DATA FOR THIS EXERCISE:
use serde::{Deserialize, Serialize};
use std::fmt;
use std::str::FromStr;

/// The three kinds of uploadable projects.
#[derive(Debug, Clone, Copy, PartialEq, Eq, Hash, PartialOrd, Ord, Serialize, Deserialize)]
#[serde(rename_all = "kebab-case")]
pub enum ProjectKind {
    Package,
    Plugin,
    SubPlugin,
}

impl ProjectKind {
    pub const ALL: [Self; 3] = [Self::Package, Self::Plugin, Self::SubPlugin];

    /// Type name used in registration messages (`SubPlugin "dm" already registered.`).
    #[must_use]
    pub const fn label(self) -> &'static str {
        match self {
            Self::Package => "Package",
            Self::Plugin => "Plugin",
            Self::SubPlugin => "SubPlugin",
        }
    }

    /// Sentence-initial name (`Sub-plugin basename cannot be ...`).
    #[must_use]
    pub const fn title(self) -> &'static str {
        match self {
            Self::Package => "Package",
            Self::Plugin => "Plugin",
            Self::SubPlugin => "Sub-plugin",
        }
    }

    /// Lower-case name used inside messages and as the route parameter.
    #[must_use]
    pub const fn noun(self) -> &'static str {
        match self {
            Self::Package => "package",
            Self::Plugin => "plugin",
            Self::SubPlugin => "sub-plugin",
        }
    }

    /// Directory and route segment (`releases/plugins/...`).
    #[must_use]
    pub const fn plural(self) -> &'static str {
        match self {
            Self::Package => "packages",
            Self::Plugin => "plugins",
            Self::SubPlugin => "sub-plugins",
        }
    }
}

impl fmt::Display for ProjectKind {
    fn fmt(&self, f: &mut fmt::Formatter<'_>) -> fmt::Result {
        f.write_str(self.noun())
    }
}

/// Returned when a string names no [`ProjectKind`].
#[derive(Debug, Clone, PartialEq, Eq)]
pub struct UnknownProjectKind(pub String);

impl fmt::Display for UnknownProjectKind {
    fn fmt(&self, f: &mut fmt::Formatter<'_>) -> fmt::Result {
        write!(f, "unknown project kind \"{}\"", self.0)
    }
}

impl std::error::Error for UnknownProjectKind {}

impl FromStr for ProjectKind {
    type Err = UnknownProjectKind;

    /// Accepts the singular and the plural form.
    fn from_str(s: &str) -> Result<Self, Self::Err> {
        Self::ALL
            .into_iter()
            .find(|kind| kind.noun() == s || kind.plural() == s)
            .ok_or_else(|| UnknownProjectKind(s.to_owned()))
    }
}

/// Addresses one project: sub-plugins are scoped to their parent plugin's slug.
#[derive(Debug, Clone, PartialEq, Eq, Hash, Serialize, Deserialize)]
pub struct ProjectKey {
    pub kind: ProjectKind,
    pub plugin: Option<String>,
    pub slug: String,
}

impl ProjectKey {
    #[must_use]
    pub fn package(slug: impl Into<String>) -> Self {
        Self { kind: ProjectKind::Package, plugin: None, slug: slug.into() }
    }

    #[must_use]
    pub fn plugin(slug: impl Into<String>) -> Self {
        Self { kind: ProjectKind::Plugin, plugin: None, slug: slug.into() }
    }

    #[must_use]
    pub fn sub_plugin(plugin: impl Into<String>, slug: impl Into<String>) -> Self {
        Self { kind: ProjectKind::SubPlugin, plugin: Some(plugin.into()), slug: slug.into() }
    }

    /// Media sub-directory for this project (`plugins/gungame`, `sub-plugins/gungame/dm`).
    #[must_use]
    pub fn media_dir(&self) -> String {
        match &self.plugin {
            Some(plugin) => format!("{}/{plugin}/{}", self.kind.plural(), self.slug),
            None => format!("{}/{}", self.kind.plural(), self.slug),
        }
    }
}

impl fmt::Display for ProjectKey {
    fn fmt(&self, f: &mut fmt::Formatter<'_>) -> fmt::Result {
        match &self.plugin {
            Some(plugin) => write!(f, "{} {plugin}/{}", self.kind, self.slug),
            None => write!(f, "{} {}", self.kind, self.slug),
        }
    }
}
//! Type-erased registry entries for feature slices.

use std::any::{Any, TypeId};
use std::fmt::Debug;

/// State a feature registers with the API at startup.
pub trait FeatureSlice: Any + Debug + Send + Sync {
    /// Short name used in startup logs.
    fn name(&self) -> &'static str;

    fn as_any(&self) -> &dyn Any;
}

#[derive(Debug)]
pub struct InitializedSlice {
    pub id: TypeId,
    pub state: Box<dyn FeatureSlice>,
}

impl InitializedSlice {
    pub fn new<T: FeatureSlice>(state: T) -> Self {
        Self { id: TypeId::of::<T>(), state: Box::new(state) }
    }

    #[must_use]
    pub fn name(&self) -> &'static str {
        self.state.name()
    }
}
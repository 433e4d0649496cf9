use axum::extract::FromRef;
use fxhash::FxHashMap;
use pmgr_domain::config::ApiConfig;
use pmgr_domain::registry::{FeatureSlice, InitializedSlice};
use pmgr_storage::MediaStore;
use std::any::TypeId;
use std::borrow::Cow;
use std::ops::Deref;
use std::sync::Arc;

#[pmgr_derive::pmgr_error]
pub enum ApiStateError {
    #[error("State validation error{}: {message}", format_context(.context))]
    Validation { message: Cow<'static, str>, context: Option<Cow<'static, str>> },
    #[error("Feature slice not registered{}: {message}", format_context(.context))]
    MissingSlice { message: Cow<'static, str>, context: Option<Cow<'static, str>> },
}

#[derive(Debug)]
pub struct ApiStateInner {
    pub config: ApiConfig,
    pub media: MediaStore,
    slices: FxHashMap<TypeId, InitializedSlice>,
}

/// Router state: configuration, the media store and the registered feature slices.
#[derive(Debug, Clone)]
pub struct ApiState {
    inner: Arc<ApiStateInner>,
}

impl ApiState {
    #[must_use]
    pub fn builder() -> ApiStateBuilder {
        ApiStateBuilder::default()
    }

    #[must_use]
    pub fn get_slice<T: FeatureSlice>(&self) -> Option<&T> {
        self.inner
            .slices
            .get(&TypeId::of::<T>())
            .and_then(|initialized| initialized.state.as_any().downcast_ref::<T>())
    }

    /// # Errors
    ///
    /// [`ApiStateError::MissingSlice`] when `T` was never registered.
    pub fn try_get_slice<T: FeatureSlice>(&self) -> Result<&T, ApiStateError> {
        self.get_slice::<T>().ok_or_else(|| ApiStateError::MissingSlice {
            message: std::any::type_name::<T>().into(),
            context: None,
        })
    }

    /// Names of the registered slices, for startup logs.
    pub fn slice_names(&self) -> impl Iterator<Item = &'static str> + '_ {
        self.inner.slices.values().map(InitializedSlice::name)
    }
}

impl Deref for ApiState {
    type Target = ApiStateInner;

    fn deref(&self) -> &Self::Target {
        &self.inner
    }
}

impl FromRef<ApiState> for ApiConfig {
    fn from_ref(state: &ApiState) -> Self {
        state.inner.config.clone()
    }
}

impl FromRef<ApiState> for MediaStore {
    fn from_ref(state: &ApiState) -> Self {
        state.inner.media.clone()
    }
}

#[derive(Debug, Default)]
pub struct ApiStateBuilder {
    config: Option<ApiConfig>,
    media: Option<MediaStore>,
    slices: FxHashMap<TypeId, InitializedSlice>,
}

impl ApiStateBuilder {
    #[must_use]
    pub fn config(mut self, config: ApiConfig) -> Self {
        self.config = Some(config);
        self
    }

    #[must_use]
    pub fn media(mut self, media: MediaStore) -> Self {
        self.media = Some(media);
        self
    }

    #[must_use]
    pub fn register_slice(mut self, slice: InitializedSlice) -> Self {
        self.slices.insert(slice.id, slice);
        self
    }

    #[must_use]
    pub fn register_slices<I>(mut self, slices: I) -> Self
    where
        I: IntoIterator<Item = InitializedSlice>,
    {
        self.slices.extend(slices.into_iter().map(|slice| (slice.id, slice)));
        self
    }

    /// # Errors
    ///
    /// [`ApiStateError::Validation`] when the config or the media store is missing.
    pub fn build(self) -> Result<ApiState, ApiStateError> {
        let config = self.config.ok_or_else(|| ApiStateError::Validation {
            message: "ApiConfig not provided".into(),
            context: None,
        })?;
        let media = self.media.ok_or_else(|| ApiStateError::Validation {
            message: "MediaStore not provided".into(),
            context: None,
        })?;

        Ok(ApiState { inner: Arc::new(ApiStateInner { config, media, slices: self.slices }) })
    }
}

WORK INSTRUCTION: Show each line of the listing that holds the string "plural".

TASK OUTPUT:
    pub const fn plural(self) -> &'static str {
    /// Accepts the singular and the plural form.
            .find(|kind| kind.noun() == s || kind.plural() == s)
            Some(plugin) => format!("{}/{plugin}/{}", self.kind.plural(), self.slug),
            None => format!("{}/{}", self.kind.plural(), self.slug),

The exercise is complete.